---------- Data ----------

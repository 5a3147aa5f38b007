//! Board entities: files, references, ratings

use crate::AppError;
use serde::{Deserialize, Serialize};
use std::fmt;
use std::path::Path;
use std::sync::Arc;
use uuid::Uuid;

macro_rules! entity_id {
    ($(#[$meta:meta])* $name:ident) => {
        $(#[$meta])*
        #[derive(Debug, Clone, Copy, PartialEq, Eq, Hash, PartialOrd, Ord, Serialize, Deserialize)]
        #[serde(transparent)]
        pub struct $name(Uuid);

        impl $name {
            pub fn new() -> Self {
                Self(Uuid::new_v4())
            }
        }

        impl Default for $name {
            fn default() -> Self {
                Self::new()
            }
        }

        impl fmt::Display for $name {
            fn fmt(&self, f: &mut fmt::Formatter<'_>) -> fmt::Result {
                self.0.fmt(f)
            }
        }

        impl std::str::FromStr for $name {
            type Err = uuid::Error;

            fn from_str(s: &str) -> Result<Self, Self::Err> {
                Uuid::parse_str(s).map(Self)
            }
        }
    };
}

entity_id!(
    /// Identifier of a file on the board
    FileId
);
entity_id!(
    /// Identifier of a reference (tag)
    ReferenceId
);

/// Star rating, 0 (unrated) to 5
#[derive(Debug, Clone, Copy, Default, PartialEq, Eq, Hash, PartialOrd, Ord, Serialize, Deserialize)]
#[serde(try_from = "u8", into = "u8")]
pub struct Rating(u8);

impl Rating {
    pub const MAX: u8 = 5;
    pub const UNRATED: Rating = Rating(0);

    /// Values above 5 are rejected
    pub fn new(stars: u8) -> Result<Self, AppError> {
        if stars > Self::MAX {
            return Err(AppError::Validation(format!(
                "Rating must be between 0 and {}, got {}",
                Self::MAX,
                stars
            )));
        }
        Ok(Self(stars))
    }

    pub fn stars(self) -> u8 {
        self.0
    }

    pub fn is_rated(self) -> bool {
        self.0 > 0
    }
}

impl TryFrom<u8> for Rating {
    type Error = AppError;

    fn try_from(stars: u8) -> Result<Self, Self::Error> {
        Self::new(stars)
    }
}

impl From<Rating> for u8 {
    fn from(rating: Rating) -> u8 {
        rating.0
    }
}

/// Where a file came from
#[derive(Debug, Clone, PartialEq, Eq, Hash, Serialize, Deserialize)]
#[serde(tag = "kind", rename_all = "snake_case")]
pub enum Origin {
    Manual,
    Synced { folder: String },
}

impl Origin {
    pub fn synced(folder: impl Into<String>) -> Self {
        Origin::Synced { folder: folder.into() }
    }

    pub fn is_manual(&self) -> bool {
        matches!(self, Origin::Manual)
    }

    pub fn is_synced_from(&self, folder: &str) -> bool {
        matches!(self, Origin::Synced { folder: f } if f == folder)
    }

    pub fn folder(&self) -> Option<&str> {
        match self {
            Origin::Manual => None,
            Origin::Synced { folder } => Some(folder),
        }
    }
}

/// Inline-renderable payload of an image file
#[derive(Clone, PartialEq, Eq)]
pub struct Preview {
    pub mime_type: String,
    pub data: Arc<[u8]>,
}

impl fmt::Debug for Preview {
    fn fmt(&self, f: &mut fmt::Formatter<'_>) -> fmt::Result {
        f.debug_struct("Preview")
            .field("mime_type", &self.mime_type)
            .field("len", &self.data.len())
            .finish()
    }
}

/// A file on the board
#[derive(Debug, Clone, PartialEq, Serialize)]
pub struct FileRecord {
    pub id: FileId,
    pub name: String,
    pub mime_type: String,
    pub size: u64,
    /// Epoch milliseconds
    pub last_modified: i64,
    #[serde(skip_serializing)]
    pub preview: Option<Preview>,
    pub rating: Rating,
    pub reference: Option<ReferenceId>,
    pub origin: Origin,
}

impl FileRecord {
    pub fn has_preview(&self) -> bool {
        self.preview.is_some()
    }

    pub fn is_associated_with(&self, reference: ReferenceId) -> bool {
        self.reference == Some(reference)
    }
}

/// A tag files can be associated with
#[derive(Debug, Clone, PartialEq, Eq, Serialize)]
pub struct Reference {
    pub id: ReferenceId,
    pub text: String,
}

impl Reference {
    pub fn new(text: impl Into<String>) -> Self {
        Self {
            id: ReferenceId::new(),
            text: text.into(),
        }
    }
}

/// Raw file handed over for ingestion
#[derive(Debug, Clone)]
pub struct NewFile {
    pub name: String,
    pub mime_type: String,
    pub size: u64,
    pub last_modified: i64,
    pub data: Option<Vec<u8>>,
}

impl NewFile {
    pub fn new(name: impl Into<String>, data: Vec<u8>, last_modified: i64) -> Self {
        let name = name.into();
        Self {
            mime_type: app_fs::media_type_for_name(&name).to_string(),
            size: data.len() as u64,
            name,
            last_modified,
            data: Some(data),
        }
    }

    /// Read a file from disk for manual upload
    pub fn from_path<P: AsRef<Path>>(path: P) -> app_fs::Result<Self> {
        let path = path.as_ref();
        let metadata = std::fs::metadata(path).map_err(|e| app_fs::FsError::from_io(e, path))?;
        if !metadata.is_file() {
            return Err(app_fs::FsError::InvalidPath(path.display().to_string()));
        }

        let name = path
            .file_name()
            .map(|n| n.to_string_lossy().to_string())
            .ok_or_else(|| app_fs::FsError::InvalidPath(path.display().to_string()))?;
        let mime_type = app_fs::media_type_for_name(&name).to_string();

        let data = if app_fs::is_previewable(&mime_type) {
            Some(std::fs::read(path).map_err(|e| app_fs::FsError::from_io(e, path))?)
        } else {
            None
        };

        let last_modified = metadata
            .modified()
            .ok()
            .and_then(|t| t.duration_since(std::time::UNIX_EPOCH).ok())
            .map(|d| d.as_millis() as i64)
            .unwrap_or_else(now_millis);

        Ok(Self {
            name,
            mime_type,
            size: metadata.len(),
            last_modified,
            data,
        })
    }

    /// Turn into a fresh, unrated, unassociated record
    pub fn into_record(self, origin: Origin) -> FileRecord {
        let preview = match self.data {
            Some(data) if app_fs::is_previewable(&self.mime_type) => Some(Preview {
                mime_type: self.mime_type.clone(),
                data: data.into(),
            }),
            _ => None,
        };

        FileRecord {
            id: FileId::new(),
            name: self.name,
            mime_type: self.mime_type,
            size: self.size,
            last_modified: self.last_modified,
            preview,
            rating: Rating::UNRATED,
            reference: None,
            origin,
        }
    }
}

/// Current time in epoch milliseconds
pub fn now_millis() -> i64 {
    chrono::Utc::now().timestamp_millis()
}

----------

Work order:
Exactly reproduce every line of the records.

Answer below:
repository 5a3147aa5f38b007
//! Board entities: files, references, ratings

use crate::AppError;
use serde::{Deserialize, Serialize};
use std::fmt;
use std::path::Path;
use std::sync::Arc;
use uuid::Uuid;

macro_rules! entity_id {
    ($(#[$meta:meta])* $name:ident) => {
        $(#[$meta])*
        #[derive(Debug, Clone, Copy, PartialEq, Eq, Hash, PartialOrd, Ord, Serialize, Deserialize)]
        #[serde(transparent)]
        pub struct $name(Uuid);

        impl $name {
            pub fn new() -> Self {
                Self(Uuid::new_v4())
            }
        }

        impl Default for $name {
            fn default() -> Self {
                Self::new()
            }
        }

        impl fmt::Display for $name {
            fn fmt(&self, f: &mut fmt::Formatter<'_>) -> fmt::Result {
                self.0.fmt(f)
            }
        }

        impl std::str::FromStr for $name {
            type Err = uuid::Error;

            fn from_str(s: &str) -> Result<Self, Self::Err> {
                Uuid::parse_str(s).map(Self)
            }
        }
    };
}

entity_id!(
    /// Identifier of a file on the board
    FileId
);
entity_id!(
    /// Identifier of a reference (tag)
    ReferenceId
);

/// Star rating, 0 (unrated) to 5
#[derive(Debug, Clone, Copy, Default, PartialEq, Eq, Hash, PartialOrd, Ord, Serialize, Deserialize)]
#[serde(try_from = "u8", into = "u8")]
pub struct Rating(u8);

impl Rating {
    pub const MAX: u8 = 5;
    pub const UNRATED: Rating = Rating(0);

    /// Values above 5 are rejected
    pub fn new(stars: u8) -> Result<Self, AppError> {
        if stars > Self::MAX {
            return Err(AppError::Validation(format!(
                "Rating must be between 0 and {}, got {}",
                Self::MAX,
                stars
            )));
        }
        Ok(Self(stars))
    }

    pub fn stars(self) -> u8 {
        self.0
    }

    pub fn is_rated(self) -> bool {
        self.0 > 0
    }
}

impl TryFrom<u8> for Rating {
    type Error = AppError;

    fn try_from(stars: u8) -> Result<Self, Self::Error> {
        Self::new(stars)
    }
}

impl From<Rating> for u8 {
    fn from(rating: Rating) -> u8 {
        rating.0
    }
}

/// Where a file came from
#[derive(Debug, Clone, PartialEq, Eq, Hash, Serialize, Deserialize)]
#[serde(tag = "kind", rename_all = "snake_case")]
pub enum Origin {
    Manual,
    Synced { folder: String },
}

impl Origin {
    pub fn synced(folder: impl Into<String>) -> Self {
        Origin::Synced { folder: folder.into() }
    }

    pub fn is_manual(&self) -> bool {
        matches!(self, Origin::Manual)
    }

    pub fn is_synced_from(&self, folder: &str) -> bool {
        matches!(self, Origin::Synced { folder: f } if f == folder)
    }

    pub fn folder(&self) -> Option<&str> {
        match self {
            Origin::Manual => None,
            Origin::Synced { folder } => Some(folder),
        }
    }
}

/// Inline-renderable payload of an image file
#[derive(Clone, PartialEq, Eq)]
pub struct Preview {
    pub mime_type: String,
    pub data: Arc<[u8]>,
}

impl fmt::Debug for Preview {
    fn fmt(&self, f: &mut fmt::Formatter<'_>) -> fmt::Result {
        f.debug_struct("Preview")
            .field("mime_type", &self.mime_type)
            .field("len", &self.data.len())
            .finish()
    }
}

/// A file on the board
#[derive(Debug, Clone, PartialEq, Serialize)]
pub struct FileRecord {
    pub id: FileId,
    pub name: String,
    pub mime_type: String,
    pub size: u64,
    /// Epoch milliseconds
    pub last_modified: i64,
    #[serde(skip_serializing)]
    pub preview: Option<Preview>,
    pub rating: Rating,
    pub reference: Option<ReferenceId>,
    pub origin: Origin,
}

impl FileRecord {
    pub fn has_preview(&self) -> bool {
        self.preview.is_some()
    }

    pub fn is_associated_with(&self, reference: ReferenceId) -> bool {
        self.reference == Some(reference)
    }
}

/// A tag files can be associated with
#[derive(Debug, Clone, PartialEq, Eq, Serialize)]
pub struct Reference {
    pub id: ReferenceId,
    pub text: String,
}

impl Reference {
    pub fn new(text: impl Into<String>) -> Self {
        Self {
            id: ReferenceId::new(),
            text: text.into(),
        }
    }
}

/// Raw file handed over for ingestion
#[derive(Debug, Clone)]
pub struct NewFile {
    pub name: String,
    pub mime_type: String,
    pub size: u64,
    pub last_modified: i64,
    pub data: Option<Vec<u8>>,
}

impl NewFile {
    pub fn new(name: impl Into<String>, data: Vec<u8>, last_modified: i64) -> Self {
        let name = name.into();
        Self {
            mime_type: app_fs::media_type_for_name(&name).to_string(),
            size: data.len() as u64,
            name,
            last_modified,
            data: Some(data),
        }
    }

    /// Read a file from disk for manual upload
    pub fn from_path<P: AsRef<Path>>(path: P) -> app_fs::Result<Self> {
        let path = path.as_ref();
        let metadata = std::fs::metadata(path).map_err(|e| app_fs::FsError::from_io(e, path))?;
        if !metadata.is_file() {
            return Err(app_fs::FsError::InvalidPath(path.display().to_string()));
        }

        let name = path
            .file_name()
            .map(|n| n.to_string_lossy().to_string())
            .ok_or_else(|| app_fs::FsError::InvalidPath(path.display().to_string()))?;
        let mime_type = app_fs::media_type_for_name(&name).to_string();

        let data = if app_fs::is_previewable(&mime_type) {
            Some(std::fs::read(path).map_err(|e| app_fs::FsError::from_io(e, path))?)
        } else {
            None
        };

        let last_modified = metadata
            .modified()
            .ok()
            .and_then(|t| t.duration_since(std::time::UNIX_EPOCH).ok())
            .map(|d| d.as_millis() as i64)
            .unwrap_or_else(now_millis);

        Ok(Self {
            name,
            mime_type,
            size: metadata.len(),
            last_modified,
            data,
        })
    }

    /// Turn into a fresh, unrated, unassociated record
    pub fn into_record(self, origin: Origin) -> FileRecord {
        let preview = match self.data {
            Some(data) if app_fs::is_previewable(&self.mime_type) => Some(Preview {
                mime_type: self.mime_type.clone(),
                data: data.into(),
            }),
            _ => None,
        };

        FileRecord {
            id: FileId::new(),
            name: self.name,
            mime_type: self.mime_type,
            size: self.size,
            last_modified: self.last_modified,
            preview,
            rating: Rating::UNRATED,
            reference: None,
            origin,
        }
    }
}

/// Current time in epoch milliseconds
pub fn now_millis() -> i64 {
    chrono::Utc::now().timestamp_millis()
}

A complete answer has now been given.